TASK DESCRIPTION: Look below for the line holding "pub struct SinkHandle" and the line holding "pub struct SinkWorker". Transcribe exactly those lines and all lines between them, nothing more.

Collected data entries
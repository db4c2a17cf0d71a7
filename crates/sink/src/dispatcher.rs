//! The designated sink context.
//!
//! Exactly one task, spawned by [`SinkWorker::spawn`], ever calls into the
//! [`TitleSink`]. Everything else posts to the shared [`SinkMailbox`]
//! through a [`SinkHandle`]. Sink failures are logged and never stop the
//! worker.

use std::sync::Arc;

use tokio::task::JoinHandle;

use crate::mailbox::{Batch, SinkMailbox};
use crate::traits::{SinkCommand, SinkError, TitleSink};

/// Cloneable producer side of the sink mailbox.
#[derive(Clone)]
pub struct SinkHandle {
    mailbox: Arc<SinkMailbox>,
}

impl SinkHandle {
    /// Queue a title command. Supersedes any command not yet delivered.
    pub fn send(&self, command: SinkCommand) -> Result<(), SinkError> {
        self.mailbox.post(command)
    }

    /// Queue a user-facing warning.
    pub fn warn(&self, message: impl Into<String>) -> Result<(), SinkError> {
        self.mailbox.post_warning(message)
    }

    /// Wait until every command posted so far has reached the sink.
    pub async fn flush(&self) -> Result<(), SinkError> {
        self.mailbox
            .request_flush()
            .await
            .map_err(|_| SinkError::Closed)
    }

    /// Close the mailbox. The worker delivers what is queued, then exits.
    pub fn shutdown(&self) {
        self.mailbox.close();
    }
}

pub struct SinkWorker {
    sink: Arc<dyn TitleSink>,
    mailbox: Arc<SinkMailbox>,
}

impl SinkWorker {
    /// Spawn the worker task on the current tokio runtime.
    pub fn spawn(sink: Arc<dyn TitleSink>) -> (SinkHandle, JoinHandle<()>) {
        let mailbox = Arc::new(SinkMailbox::new());
        let worker = SinkWorker {
            sink,
            mailbox: mailbox.clone(),
        };
        let join = tokio::spawn(worker.run());
        (SinkHandle { mailbox }, join)
    }

    async fn run(self) {
        tracing::info!(sink = self.sink.name(), "sink worker started");

        loop {
            let batch = self.mailbox.take();
            let closed = batch.closed;

            if batch.is_empty() {
                if closed {
                    break;
                }
                self.mailbox.wait().await;
                continue;
            }

            self.deliver(batch).await;
        }

        tracing::info!(sink = self.sink.name(), "sink worker stopped");
    }

    async fn deliver(&self, batch: Batch) {
        let sink_name = self.sink.name();

        if let Some(command) = batch.command {
            let result = match &command {
                SinkCommand::SetTitle(payload) => self.sink.set_title(payload).await,
                SinkCommand::ClearTitle => self.sink.clear_title().await,
            };
            match result {
                Ok(()) => tracing::debug!(sink = sink_name, command = command.label(), "title command delivered"),
                Err(e) => tracing::warn!(
                    sink = sink_name,
                    command = command.label(),
                    error = %e,
                    "title command failed"
                ),
            }
        }

        for message in batch.warnings {
            if let Err(e) = self.sink.show_warning(&message).await {
                tracing::warn!(sink = sink_name, error = %e, "failed to show warning");
            }
        }

        for waiter in batch.flush_waiters {
            let _ = waiter.send(());
        }
    }
}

REPLY:
pub struct SinkHandle {
    mailbox: Arc<SinkMailbox>,
}

impl SinkHandle {
    /// Queue a title command. Supersedes any command not yet delivered.
    pub fn send(&self, command: SinkCommand) -> Result<(), SinkError> {
        self.mailbox.post(command)
    }

    /// Queue a user-facing warning.
    pub fn warn(&self, message: impl Into<String>) -> Result<(), SinkError> {
        self.mailbox.post_warning(message)
    }

    /// Wait until every command posted so far has reached the sink.
    pub async fn flush(&self) -> Result<(), SinkError> {
        self.mailbox
            .request_flush()
            .await
            .map_err(|_| SinkError::Closed)
    }

    /// Close the mailbox. The worker delivers what is queued, then exits.
    pub fn shutdown(&self) {
        self.mailbox.close();
    }
}

pub struct SinkWorker {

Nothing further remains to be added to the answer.